[DATA SUPPLIED — start]

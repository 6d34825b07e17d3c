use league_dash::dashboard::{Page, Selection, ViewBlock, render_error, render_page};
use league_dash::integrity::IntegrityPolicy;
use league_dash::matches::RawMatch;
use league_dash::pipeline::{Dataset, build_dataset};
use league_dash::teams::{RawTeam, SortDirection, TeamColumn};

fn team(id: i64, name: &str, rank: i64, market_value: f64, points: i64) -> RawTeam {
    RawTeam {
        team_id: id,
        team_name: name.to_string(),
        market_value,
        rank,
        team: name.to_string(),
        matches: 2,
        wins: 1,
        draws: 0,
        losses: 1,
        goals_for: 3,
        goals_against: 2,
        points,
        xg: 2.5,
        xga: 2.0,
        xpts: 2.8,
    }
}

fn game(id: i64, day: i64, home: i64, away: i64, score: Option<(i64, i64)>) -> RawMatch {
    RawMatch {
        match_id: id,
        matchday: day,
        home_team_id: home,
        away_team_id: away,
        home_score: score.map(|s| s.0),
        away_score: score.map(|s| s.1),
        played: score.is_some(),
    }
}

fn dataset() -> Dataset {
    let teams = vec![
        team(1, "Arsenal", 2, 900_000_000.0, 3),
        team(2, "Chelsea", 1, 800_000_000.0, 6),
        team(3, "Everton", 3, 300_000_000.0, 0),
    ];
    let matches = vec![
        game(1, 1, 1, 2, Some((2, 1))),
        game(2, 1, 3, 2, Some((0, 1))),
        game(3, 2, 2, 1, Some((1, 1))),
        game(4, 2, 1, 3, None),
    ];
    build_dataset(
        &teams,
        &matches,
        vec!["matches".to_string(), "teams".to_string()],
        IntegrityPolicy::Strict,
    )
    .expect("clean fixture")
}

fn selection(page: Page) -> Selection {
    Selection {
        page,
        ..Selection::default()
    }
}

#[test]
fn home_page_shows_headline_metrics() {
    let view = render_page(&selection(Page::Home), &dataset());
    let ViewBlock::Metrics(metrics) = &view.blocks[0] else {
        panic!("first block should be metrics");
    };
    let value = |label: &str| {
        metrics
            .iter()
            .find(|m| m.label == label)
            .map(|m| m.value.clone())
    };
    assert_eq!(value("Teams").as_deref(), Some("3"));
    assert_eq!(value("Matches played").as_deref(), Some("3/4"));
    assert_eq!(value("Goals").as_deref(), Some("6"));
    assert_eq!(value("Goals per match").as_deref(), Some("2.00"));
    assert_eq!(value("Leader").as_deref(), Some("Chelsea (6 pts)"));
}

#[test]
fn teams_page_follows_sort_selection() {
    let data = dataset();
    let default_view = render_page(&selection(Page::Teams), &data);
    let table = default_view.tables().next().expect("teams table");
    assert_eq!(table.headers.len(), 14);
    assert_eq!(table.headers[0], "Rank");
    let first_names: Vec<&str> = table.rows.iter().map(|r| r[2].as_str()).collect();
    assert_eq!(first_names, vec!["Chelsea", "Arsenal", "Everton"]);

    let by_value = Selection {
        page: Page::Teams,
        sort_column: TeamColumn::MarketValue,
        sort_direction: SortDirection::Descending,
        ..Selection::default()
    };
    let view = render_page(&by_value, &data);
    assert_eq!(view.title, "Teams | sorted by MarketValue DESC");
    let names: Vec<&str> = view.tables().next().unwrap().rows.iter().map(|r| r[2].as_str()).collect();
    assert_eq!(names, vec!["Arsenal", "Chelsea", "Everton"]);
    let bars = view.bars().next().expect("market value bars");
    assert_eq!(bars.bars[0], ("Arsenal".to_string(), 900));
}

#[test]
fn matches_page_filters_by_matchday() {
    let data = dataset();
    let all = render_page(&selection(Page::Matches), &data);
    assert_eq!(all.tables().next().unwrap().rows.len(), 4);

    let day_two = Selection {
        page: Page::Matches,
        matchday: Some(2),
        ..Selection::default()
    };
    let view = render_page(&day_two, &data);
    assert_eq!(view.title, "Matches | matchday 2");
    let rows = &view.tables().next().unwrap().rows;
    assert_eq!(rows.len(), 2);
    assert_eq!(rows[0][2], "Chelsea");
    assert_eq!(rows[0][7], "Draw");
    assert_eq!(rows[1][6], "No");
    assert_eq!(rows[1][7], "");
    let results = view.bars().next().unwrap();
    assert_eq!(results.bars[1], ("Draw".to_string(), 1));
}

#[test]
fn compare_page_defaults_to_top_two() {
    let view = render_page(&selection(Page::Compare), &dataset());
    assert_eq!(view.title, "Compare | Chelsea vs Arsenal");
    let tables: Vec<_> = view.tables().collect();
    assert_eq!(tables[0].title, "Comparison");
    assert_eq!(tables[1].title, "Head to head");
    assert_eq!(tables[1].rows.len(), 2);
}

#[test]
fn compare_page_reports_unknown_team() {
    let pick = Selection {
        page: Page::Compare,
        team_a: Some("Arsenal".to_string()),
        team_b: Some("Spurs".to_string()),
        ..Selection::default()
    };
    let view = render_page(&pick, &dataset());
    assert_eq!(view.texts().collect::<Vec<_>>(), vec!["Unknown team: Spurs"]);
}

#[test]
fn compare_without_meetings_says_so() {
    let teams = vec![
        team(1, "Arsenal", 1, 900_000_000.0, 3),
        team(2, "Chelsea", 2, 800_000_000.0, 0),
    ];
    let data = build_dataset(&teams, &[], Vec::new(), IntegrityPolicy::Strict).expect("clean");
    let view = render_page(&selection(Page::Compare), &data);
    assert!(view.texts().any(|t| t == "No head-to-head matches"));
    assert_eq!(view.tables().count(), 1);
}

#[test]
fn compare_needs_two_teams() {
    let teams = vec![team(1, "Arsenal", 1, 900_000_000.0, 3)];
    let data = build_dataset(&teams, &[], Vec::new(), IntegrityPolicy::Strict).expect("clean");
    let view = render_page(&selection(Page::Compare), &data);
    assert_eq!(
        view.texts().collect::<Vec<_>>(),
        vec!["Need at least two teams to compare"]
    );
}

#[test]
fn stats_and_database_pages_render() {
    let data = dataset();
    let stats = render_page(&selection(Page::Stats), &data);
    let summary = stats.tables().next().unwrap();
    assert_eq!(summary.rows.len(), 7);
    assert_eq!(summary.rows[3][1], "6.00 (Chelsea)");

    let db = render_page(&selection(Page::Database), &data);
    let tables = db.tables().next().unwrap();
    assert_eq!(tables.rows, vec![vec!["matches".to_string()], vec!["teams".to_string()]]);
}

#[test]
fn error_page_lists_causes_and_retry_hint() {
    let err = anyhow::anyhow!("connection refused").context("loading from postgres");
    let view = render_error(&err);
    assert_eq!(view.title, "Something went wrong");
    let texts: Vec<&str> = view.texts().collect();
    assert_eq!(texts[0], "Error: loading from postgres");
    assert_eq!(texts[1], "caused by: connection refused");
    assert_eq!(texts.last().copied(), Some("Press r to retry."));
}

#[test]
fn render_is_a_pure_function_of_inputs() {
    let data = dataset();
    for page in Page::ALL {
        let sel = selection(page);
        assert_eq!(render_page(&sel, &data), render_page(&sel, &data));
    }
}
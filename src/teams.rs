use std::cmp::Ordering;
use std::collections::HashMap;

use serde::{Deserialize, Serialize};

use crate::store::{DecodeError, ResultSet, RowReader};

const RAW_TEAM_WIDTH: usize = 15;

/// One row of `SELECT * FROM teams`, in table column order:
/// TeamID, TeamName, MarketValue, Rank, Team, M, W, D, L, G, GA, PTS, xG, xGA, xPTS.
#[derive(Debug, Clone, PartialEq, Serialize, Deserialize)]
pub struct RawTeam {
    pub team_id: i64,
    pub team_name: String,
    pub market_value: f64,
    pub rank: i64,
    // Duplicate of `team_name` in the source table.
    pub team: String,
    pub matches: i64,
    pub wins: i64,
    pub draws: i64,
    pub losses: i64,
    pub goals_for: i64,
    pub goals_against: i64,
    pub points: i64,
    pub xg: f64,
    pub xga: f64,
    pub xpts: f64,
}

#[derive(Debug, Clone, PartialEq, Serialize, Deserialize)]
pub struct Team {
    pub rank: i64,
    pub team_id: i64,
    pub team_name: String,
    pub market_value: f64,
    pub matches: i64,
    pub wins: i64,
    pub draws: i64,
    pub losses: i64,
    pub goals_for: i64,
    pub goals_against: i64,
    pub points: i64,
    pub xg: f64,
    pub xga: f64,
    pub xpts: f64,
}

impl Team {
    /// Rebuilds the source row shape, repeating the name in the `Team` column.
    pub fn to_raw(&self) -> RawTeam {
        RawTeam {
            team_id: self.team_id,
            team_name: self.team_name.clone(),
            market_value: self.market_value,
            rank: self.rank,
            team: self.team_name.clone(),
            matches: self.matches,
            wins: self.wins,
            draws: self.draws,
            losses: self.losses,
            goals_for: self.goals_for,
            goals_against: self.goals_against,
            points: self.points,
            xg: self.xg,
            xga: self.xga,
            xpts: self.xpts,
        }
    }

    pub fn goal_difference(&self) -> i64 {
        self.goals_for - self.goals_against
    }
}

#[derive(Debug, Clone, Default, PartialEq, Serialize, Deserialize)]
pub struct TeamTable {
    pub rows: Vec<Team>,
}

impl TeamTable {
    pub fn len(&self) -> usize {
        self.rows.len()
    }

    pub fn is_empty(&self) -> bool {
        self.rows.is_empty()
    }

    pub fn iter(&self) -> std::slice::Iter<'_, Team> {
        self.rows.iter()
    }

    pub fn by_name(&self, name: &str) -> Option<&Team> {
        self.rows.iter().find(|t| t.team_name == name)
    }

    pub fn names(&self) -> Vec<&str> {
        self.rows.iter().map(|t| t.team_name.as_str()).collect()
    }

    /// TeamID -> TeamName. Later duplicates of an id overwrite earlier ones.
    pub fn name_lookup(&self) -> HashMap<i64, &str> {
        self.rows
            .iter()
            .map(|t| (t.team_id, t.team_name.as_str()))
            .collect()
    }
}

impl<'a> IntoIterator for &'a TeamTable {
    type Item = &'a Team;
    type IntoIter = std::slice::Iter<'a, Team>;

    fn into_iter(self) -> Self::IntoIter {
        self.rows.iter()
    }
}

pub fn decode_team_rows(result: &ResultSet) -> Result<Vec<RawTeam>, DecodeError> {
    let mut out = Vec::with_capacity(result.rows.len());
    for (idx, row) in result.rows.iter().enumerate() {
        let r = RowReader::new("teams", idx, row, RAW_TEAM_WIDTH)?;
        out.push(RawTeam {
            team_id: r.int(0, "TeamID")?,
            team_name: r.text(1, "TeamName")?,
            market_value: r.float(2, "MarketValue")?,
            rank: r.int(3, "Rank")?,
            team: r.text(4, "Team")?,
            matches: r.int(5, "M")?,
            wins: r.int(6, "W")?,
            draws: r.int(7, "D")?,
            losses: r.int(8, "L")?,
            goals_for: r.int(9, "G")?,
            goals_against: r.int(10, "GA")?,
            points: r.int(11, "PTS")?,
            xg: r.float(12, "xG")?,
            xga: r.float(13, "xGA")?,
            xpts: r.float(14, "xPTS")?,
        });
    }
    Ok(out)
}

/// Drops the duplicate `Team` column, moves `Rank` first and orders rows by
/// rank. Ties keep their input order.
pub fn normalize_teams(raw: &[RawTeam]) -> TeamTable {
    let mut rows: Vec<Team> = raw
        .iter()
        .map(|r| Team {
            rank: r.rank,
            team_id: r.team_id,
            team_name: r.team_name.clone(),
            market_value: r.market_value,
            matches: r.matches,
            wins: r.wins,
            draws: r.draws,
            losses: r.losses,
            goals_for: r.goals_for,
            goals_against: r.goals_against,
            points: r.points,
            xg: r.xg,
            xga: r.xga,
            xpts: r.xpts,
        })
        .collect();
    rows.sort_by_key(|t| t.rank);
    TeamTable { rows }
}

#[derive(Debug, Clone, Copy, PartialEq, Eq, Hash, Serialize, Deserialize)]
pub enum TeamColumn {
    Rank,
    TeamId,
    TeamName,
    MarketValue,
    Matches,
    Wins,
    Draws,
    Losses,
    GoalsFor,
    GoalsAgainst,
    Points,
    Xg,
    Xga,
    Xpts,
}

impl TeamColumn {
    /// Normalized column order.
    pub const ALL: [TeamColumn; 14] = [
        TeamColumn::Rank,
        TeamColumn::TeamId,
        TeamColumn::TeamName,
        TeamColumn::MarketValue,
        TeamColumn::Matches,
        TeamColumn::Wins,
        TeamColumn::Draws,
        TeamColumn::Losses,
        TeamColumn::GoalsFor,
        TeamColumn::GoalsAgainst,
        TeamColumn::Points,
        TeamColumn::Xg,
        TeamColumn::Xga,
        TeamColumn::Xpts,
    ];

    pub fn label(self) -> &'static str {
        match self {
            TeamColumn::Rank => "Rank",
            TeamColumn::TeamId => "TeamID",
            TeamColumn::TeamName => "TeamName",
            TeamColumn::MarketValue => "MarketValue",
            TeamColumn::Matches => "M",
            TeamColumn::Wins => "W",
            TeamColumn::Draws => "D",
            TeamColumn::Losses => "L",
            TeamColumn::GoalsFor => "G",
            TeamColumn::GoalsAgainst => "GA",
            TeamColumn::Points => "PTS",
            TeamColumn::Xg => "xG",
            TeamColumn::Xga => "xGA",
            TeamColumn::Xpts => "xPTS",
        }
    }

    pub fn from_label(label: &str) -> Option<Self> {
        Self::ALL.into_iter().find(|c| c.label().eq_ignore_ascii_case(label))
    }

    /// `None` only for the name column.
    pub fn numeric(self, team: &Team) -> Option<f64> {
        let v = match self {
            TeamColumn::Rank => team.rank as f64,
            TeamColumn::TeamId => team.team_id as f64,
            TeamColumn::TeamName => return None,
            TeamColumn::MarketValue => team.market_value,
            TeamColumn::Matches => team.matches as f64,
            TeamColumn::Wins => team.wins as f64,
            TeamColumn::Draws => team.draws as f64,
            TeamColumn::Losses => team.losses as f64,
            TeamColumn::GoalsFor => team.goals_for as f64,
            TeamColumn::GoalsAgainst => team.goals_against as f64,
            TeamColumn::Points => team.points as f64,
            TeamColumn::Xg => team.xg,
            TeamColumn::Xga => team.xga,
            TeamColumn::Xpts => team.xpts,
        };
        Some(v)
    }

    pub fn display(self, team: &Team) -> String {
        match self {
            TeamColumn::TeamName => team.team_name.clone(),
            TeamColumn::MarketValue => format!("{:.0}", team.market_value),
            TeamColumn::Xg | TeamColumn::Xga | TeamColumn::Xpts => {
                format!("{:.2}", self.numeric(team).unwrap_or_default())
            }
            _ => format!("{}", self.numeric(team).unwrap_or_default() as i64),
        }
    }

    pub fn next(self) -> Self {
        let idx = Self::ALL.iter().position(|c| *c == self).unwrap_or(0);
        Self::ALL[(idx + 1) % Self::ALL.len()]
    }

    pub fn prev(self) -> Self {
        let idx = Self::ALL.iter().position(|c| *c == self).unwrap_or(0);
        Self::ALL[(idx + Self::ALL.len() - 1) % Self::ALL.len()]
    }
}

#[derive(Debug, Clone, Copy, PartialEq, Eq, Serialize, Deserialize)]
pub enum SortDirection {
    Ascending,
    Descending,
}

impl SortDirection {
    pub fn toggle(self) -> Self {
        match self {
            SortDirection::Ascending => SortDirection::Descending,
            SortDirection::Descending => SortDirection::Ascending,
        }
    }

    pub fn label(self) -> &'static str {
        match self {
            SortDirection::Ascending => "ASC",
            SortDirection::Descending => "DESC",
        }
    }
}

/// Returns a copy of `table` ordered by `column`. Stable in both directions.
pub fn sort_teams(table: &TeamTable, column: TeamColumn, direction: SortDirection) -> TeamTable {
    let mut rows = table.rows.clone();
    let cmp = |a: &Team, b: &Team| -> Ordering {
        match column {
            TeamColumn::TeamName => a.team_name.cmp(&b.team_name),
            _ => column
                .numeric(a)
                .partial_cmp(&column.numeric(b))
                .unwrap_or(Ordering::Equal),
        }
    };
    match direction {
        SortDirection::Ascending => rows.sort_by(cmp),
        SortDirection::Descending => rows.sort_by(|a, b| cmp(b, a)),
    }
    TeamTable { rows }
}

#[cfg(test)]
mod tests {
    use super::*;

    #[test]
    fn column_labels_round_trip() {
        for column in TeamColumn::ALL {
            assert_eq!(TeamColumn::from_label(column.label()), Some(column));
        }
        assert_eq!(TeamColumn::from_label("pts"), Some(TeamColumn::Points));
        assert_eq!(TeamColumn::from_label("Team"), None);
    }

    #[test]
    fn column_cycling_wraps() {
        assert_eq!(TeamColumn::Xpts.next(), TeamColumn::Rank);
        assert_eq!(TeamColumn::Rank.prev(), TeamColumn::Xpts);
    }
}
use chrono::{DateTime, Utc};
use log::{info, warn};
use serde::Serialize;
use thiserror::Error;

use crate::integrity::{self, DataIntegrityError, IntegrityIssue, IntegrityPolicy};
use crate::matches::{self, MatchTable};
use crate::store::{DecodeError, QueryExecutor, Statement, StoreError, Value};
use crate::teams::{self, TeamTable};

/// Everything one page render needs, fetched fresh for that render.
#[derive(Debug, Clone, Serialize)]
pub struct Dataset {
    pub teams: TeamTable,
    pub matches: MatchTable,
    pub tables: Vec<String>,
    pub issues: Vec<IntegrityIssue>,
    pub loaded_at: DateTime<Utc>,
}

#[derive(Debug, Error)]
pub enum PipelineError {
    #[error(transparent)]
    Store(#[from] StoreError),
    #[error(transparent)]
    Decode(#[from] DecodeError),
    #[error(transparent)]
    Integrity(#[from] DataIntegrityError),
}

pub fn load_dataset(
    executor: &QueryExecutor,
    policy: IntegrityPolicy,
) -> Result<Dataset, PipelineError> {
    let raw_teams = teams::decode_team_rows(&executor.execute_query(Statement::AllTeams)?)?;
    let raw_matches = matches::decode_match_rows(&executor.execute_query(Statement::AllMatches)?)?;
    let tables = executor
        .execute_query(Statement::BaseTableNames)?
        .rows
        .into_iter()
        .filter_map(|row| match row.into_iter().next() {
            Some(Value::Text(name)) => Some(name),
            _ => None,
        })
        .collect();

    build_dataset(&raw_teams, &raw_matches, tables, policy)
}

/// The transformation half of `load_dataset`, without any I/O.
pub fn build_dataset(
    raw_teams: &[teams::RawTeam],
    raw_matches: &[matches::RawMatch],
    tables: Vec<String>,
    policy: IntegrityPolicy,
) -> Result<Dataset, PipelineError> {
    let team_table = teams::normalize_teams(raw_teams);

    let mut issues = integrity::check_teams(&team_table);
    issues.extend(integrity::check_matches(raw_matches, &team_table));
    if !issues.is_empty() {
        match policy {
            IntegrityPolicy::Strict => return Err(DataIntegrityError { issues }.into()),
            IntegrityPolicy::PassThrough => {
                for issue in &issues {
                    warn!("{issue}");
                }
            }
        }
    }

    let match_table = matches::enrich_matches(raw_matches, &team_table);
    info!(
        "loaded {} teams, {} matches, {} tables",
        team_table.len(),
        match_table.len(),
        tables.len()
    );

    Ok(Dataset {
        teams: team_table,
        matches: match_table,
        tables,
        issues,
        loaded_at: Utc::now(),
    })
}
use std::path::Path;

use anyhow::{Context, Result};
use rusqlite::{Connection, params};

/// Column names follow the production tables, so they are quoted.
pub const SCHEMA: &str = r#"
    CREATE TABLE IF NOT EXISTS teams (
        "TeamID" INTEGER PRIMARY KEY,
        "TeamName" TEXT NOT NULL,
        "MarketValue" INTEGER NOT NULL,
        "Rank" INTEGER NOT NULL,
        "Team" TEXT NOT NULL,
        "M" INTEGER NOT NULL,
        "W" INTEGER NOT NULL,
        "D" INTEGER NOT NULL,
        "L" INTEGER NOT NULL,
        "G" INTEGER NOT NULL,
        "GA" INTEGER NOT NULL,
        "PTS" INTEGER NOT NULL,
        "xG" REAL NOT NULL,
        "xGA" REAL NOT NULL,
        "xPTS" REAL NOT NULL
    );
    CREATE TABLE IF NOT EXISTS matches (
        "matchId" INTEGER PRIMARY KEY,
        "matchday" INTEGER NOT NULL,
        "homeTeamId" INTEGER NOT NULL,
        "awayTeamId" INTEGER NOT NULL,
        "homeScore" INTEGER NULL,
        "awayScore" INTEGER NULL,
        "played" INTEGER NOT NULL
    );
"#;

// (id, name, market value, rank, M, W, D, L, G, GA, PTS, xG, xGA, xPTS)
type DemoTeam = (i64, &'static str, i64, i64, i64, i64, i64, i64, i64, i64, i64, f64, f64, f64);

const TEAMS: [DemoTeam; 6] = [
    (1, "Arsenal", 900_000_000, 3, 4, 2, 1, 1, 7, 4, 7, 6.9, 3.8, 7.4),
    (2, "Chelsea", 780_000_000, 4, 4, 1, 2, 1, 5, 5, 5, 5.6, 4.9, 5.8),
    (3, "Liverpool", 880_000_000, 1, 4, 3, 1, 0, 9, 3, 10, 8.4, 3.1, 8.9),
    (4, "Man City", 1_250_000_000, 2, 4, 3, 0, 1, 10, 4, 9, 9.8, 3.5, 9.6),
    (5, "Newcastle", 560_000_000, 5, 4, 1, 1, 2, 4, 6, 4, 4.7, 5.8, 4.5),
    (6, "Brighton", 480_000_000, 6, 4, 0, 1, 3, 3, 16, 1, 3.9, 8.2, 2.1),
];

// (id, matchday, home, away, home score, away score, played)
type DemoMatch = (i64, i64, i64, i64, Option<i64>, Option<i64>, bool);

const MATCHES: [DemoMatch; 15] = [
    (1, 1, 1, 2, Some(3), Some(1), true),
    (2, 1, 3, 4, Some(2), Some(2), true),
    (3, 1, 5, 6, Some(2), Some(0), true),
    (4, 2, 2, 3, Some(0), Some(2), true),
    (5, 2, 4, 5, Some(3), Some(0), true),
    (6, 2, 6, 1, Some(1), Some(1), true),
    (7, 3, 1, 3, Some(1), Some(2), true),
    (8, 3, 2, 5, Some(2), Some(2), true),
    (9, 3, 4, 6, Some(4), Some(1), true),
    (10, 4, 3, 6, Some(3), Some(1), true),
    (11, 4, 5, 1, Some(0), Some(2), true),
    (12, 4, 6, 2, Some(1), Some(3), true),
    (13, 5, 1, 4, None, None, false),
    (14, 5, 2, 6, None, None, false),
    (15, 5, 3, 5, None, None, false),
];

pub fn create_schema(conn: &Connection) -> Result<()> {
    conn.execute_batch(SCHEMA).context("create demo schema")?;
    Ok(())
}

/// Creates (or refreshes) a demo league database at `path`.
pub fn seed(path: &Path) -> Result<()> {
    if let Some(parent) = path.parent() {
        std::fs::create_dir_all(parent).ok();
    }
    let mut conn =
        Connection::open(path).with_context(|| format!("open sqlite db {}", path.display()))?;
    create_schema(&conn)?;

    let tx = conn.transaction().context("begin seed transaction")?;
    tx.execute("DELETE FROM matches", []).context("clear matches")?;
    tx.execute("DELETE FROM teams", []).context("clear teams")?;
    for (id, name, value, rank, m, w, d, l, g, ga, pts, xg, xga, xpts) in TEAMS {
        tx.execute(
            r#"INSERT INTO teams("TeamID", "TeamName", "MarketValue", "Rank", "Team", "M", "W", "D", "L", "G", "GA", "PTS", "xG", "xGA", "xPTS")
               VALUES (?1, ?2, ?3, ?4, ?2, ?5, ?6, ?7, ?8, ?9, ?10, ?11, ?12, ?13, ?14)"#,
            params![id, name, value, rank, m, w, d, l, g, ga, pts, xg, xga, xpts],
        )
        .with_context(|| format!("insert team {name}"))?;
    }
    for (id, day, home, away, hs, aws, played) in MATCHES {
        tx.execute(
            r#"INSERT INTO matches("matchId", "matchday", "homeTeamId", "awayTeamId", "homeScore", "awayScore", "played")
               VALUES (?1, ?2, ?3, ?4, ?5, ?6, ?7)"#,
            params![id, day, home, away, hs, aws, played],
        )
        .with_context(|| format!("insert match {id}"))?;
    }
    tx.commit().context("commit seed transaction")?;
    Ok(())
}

[DATA SUPPLIED — finish]

> **PROBLEM STATEMENT**
Whenever "true" occurs in a line above, copy that line.

> **YOUR SOLUTION**
    (1, 1, 1, 2, Some(3), Some(1), true),
    (2, 1, 3, 4, Some(2), Some(2), true),
    (3, 1, 5, 6, Some(2), Some(0), true),
    (4, 2, 2, 3, Some(0), Some(2), true),
    (5, 2, 4, 5, Some(3), Some(0), true),
    (6, 2, 6, 1, Some(1), Some(1), true),
    (7, 3, 1, 3, Some(1), Some(2), true),
    (8, 3, 2, 5, Some(2), Some(2), true),
    (9, 3, 4, 6, Some(4), Some(1), true),
    (10, 4, 3, 6, Some(3), Some(1), true),
    (11, 4, 5, 1, Some(0), Some(2), true),
    (12, 4, 6, 2, Some(1), Some(3), true),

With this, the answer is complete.